Attention ! L’élu de Seine-Saint-Denis n’est pas un amateur quand il s’agit de balayer l’arrière-cuisine politique. Il faut se replonger dans les arcanes de son élection au perchoir pour mesurer son habileté et l’ambiguïté de sa relation à Hollande. Juin 2012 : Bartolone est torse nu dans son bureau de l’Assemblée. Sa chemise, trempée de sueur, est en train de sécher… Il a rendez-vous dans quelques minutes à l’Élysée où Hollande attend «Barto», qui vient d’être élu président de l’Assemblée. Un peu plus tard, les deux hommes tombent dans les bras l’un de l’autre… Une consécration pour l’enfant de Tunis qui aurait dû quitter l’école pour apprendre un métier manuel si un professeur n’avait insisté auprès de ses parents afin que cet élève doué et travailleur poursuive ses études.

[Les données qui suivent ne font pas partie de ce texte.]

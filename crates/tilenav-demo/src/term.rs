//! Crossterm terminal driver: raw-mode setup, input polling and
//! incremental frame output.

use std::io::{self, Write};
use std::time::Duration;

use crossterm::{
    cursor,
    event::{self, Event, KeyCode, KeyEvent, KeyEventKind, MouseButton, MouseEventKind},
    execute, queue,
    style::{Color as CtColor, Print, ResetColor, SetBackgroundColor, SetForegroundColor},
    terminal::{self, ClearType},
};

use crate::frame::{self, Color, Frame};
use crate::model::{Key, Msg};

/// How long [`Terminal::poll`] waits for input before reporting a tick.
const TICK: Duration = Duration::from_millis(50);

fn to_ct_color(c: Color) -> CtColor {
    match c {
        Color::Default => CtColor::Reset,
        Color::Black => CtColor::Black,
        Color::White => CtColor::White,
        Color::Grey => CtColor::Grey,
        Color::DarkGrey => CtColor::DarkGrey,
        Color::Green => CtColor::Green,
        Color::DarkGreen => CtColor::DarkGreen,
        Color::Red => CtColor::Red,
        Color::Blue => CtColor::Blue,
        Color::DarkBlue => CtColor::DarkBlue,
        Color::Yellow => CtColor::Yellow,
        Color::Magenta => CtColor::Magenta,
    }
}

fn to_key(code: KeyCode) -> Option<Key> {
    match code {
        KeyCode::Char(' ') => Some(Key::Space),
        KeyCode::Char(c) => Some(Key::Char(c)),
        KeyCode::Enter => Some(Key::Enter),
        KeyCode::Esc => Some(Key::Escape),
        KeyCode::Tab => Some(Key::Tab),
        KeyCode::Up => Some(Key::ArrowUp),
        KeyCode::Down => Some(Key::ArrowDown),
        KeyCode::Left => Some(Key::ArrowLeft),
        KeyCode::Right => Some(Key::ArrowRight),
        _ => None,
    }
}

/// Translate a crossterm event into a model message.
fn to_msg(ev: Event) -> Option<Msg> {
    match ev {
        Event::Key(KeyEvent { code, kind, .. }) if kind != KeyEventKind::Release => {
            to_key(code).map(Msg::KeyDown)
        }
        Event::Mouse(me) => match me.kind {
            MouseEventKind::Down(MouseButton::Left) => Some(Msg::Click {
                col: me.column,
                row: me.row,
            }),
            _ => None,
        },
        _ => None,
    }
}

/// The terminal in raw mode on the alternate screen. Dropping it restores
/// the previous terminal state.
pub struct Terminal {
    last: Option<Frame>,
}

impl Terminal {
    pub fn init() -> io::Result<Self> {
        terminal::enable_raw_mode()?;
        let mut stdout = io::stdout();
        execute!(
            stdout,
            terminal::EnterAlternateScreen,
            cursor::Hide,
            terminal::Clear(ClearType::All),
            event::EnableMouseCapture
        )?;
        Ok(Self { last: None })
    }

    /// Wait up to one tick for input. Returns the pending messages, or a
    /// single [`Msg::Tick`] when nothing arrived.
    pub fn poll(&mut self) -> io::Result<Vec<Msg>> {
        if !event::poll(TICK)? {
            return Ok(vec![Msg::Tick]);
        }
        let mut msgs = Vec::new();
        while event::poll(Duration::ZERO)? {
            let ev = event::read()?;
            if let Event::Resize(..) = ev {
                self.last = None;
                execute!(io::stdout(), terminal::Clear(ClearType::All))?;
            }
            msgs.extend(to_msg(ev));
        }
        Ok(msgs)
    }

    /// Draw the cells of `frame` that changed since the last flush.
    pub fn flush(&mut self, frame: Frame) -> io::Result<()> {
        let changes = match &self.last {
            Some(last) => frame::diff(last, &frame),
            None => frame::diff(&Frame::new(0, 0), &frame),
        };
        let mut stdout = io::stdout();
        for fc in &changes {
            queue!(
                stdout,
                cursor::MoveTo(fc.x, fc.y),
                SetForegroundColor(to_ct_color(fc.cell.fg)),
                SetBackgroundColor(to_ct_color(fc.cell.bg)),
                Print(fc.cell.ch)
            )?;
        }
        queue!(stdout, ResetColor)?;
        stdout.flush()?;
        self.last = Some(frame);
        Ok(())
    }
}

impl Drop for Terminal {
    fn drop(&mut self) {
        let mut stdout = io::stdout();
        let _ = execute!(
            stdout,
            ResetColor,
            event::DisableMouseCapture,
            cursor::Show,
            terminal::LeaveAlternateScreen
        );
        let _ = terminal::disable_raw_mode();
    }
}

Petit détail : les effusions du président ne sont pas feintes, mais Bartolone n’était pas son candidat. Le chef de l’État avait promis le perchoir à Ségolène Royal. «Quand j’ai vu la tête d’Olivier Falorni le soir du premier tour des législatives, j’ai dit à mes équipes : Royal sera battue dimanche prochain, on y va !» raconte  « Barto », qui s’empresse de se doter de tous les numéros de portable des députés pour féliciter les heureux élus par SMS. Ensuite, il prévient Hollande, qui lui demande de taire son ambition jusqu’à la défaite de Royal. En vérité, Hollande a d’autres candidats en tête : d’abord Marylise Lebranchu, puis, à défaut, Daniel Vaillant.

Une circonstance va aider Bartolone : Jean Glavany, également candidat au perchoir, est réputé proche du camp rochelais qui a fait perdre Royal. Celle-ci lance un oukase : tout sauf Glavany. Un espace se libère pour «Barto». Dès le lundi matin, il appelle les députés avec lesquels il a le moins d’affinités, les anciens jospinistes. Bonne surprise : sur les dix premiers, quatre d’entre eux se montrent plutôt favorables à sa candidature… Au fur et à mesure, Bartolone accumule les soutiens, si bien que le rapport de forces penche de son côté.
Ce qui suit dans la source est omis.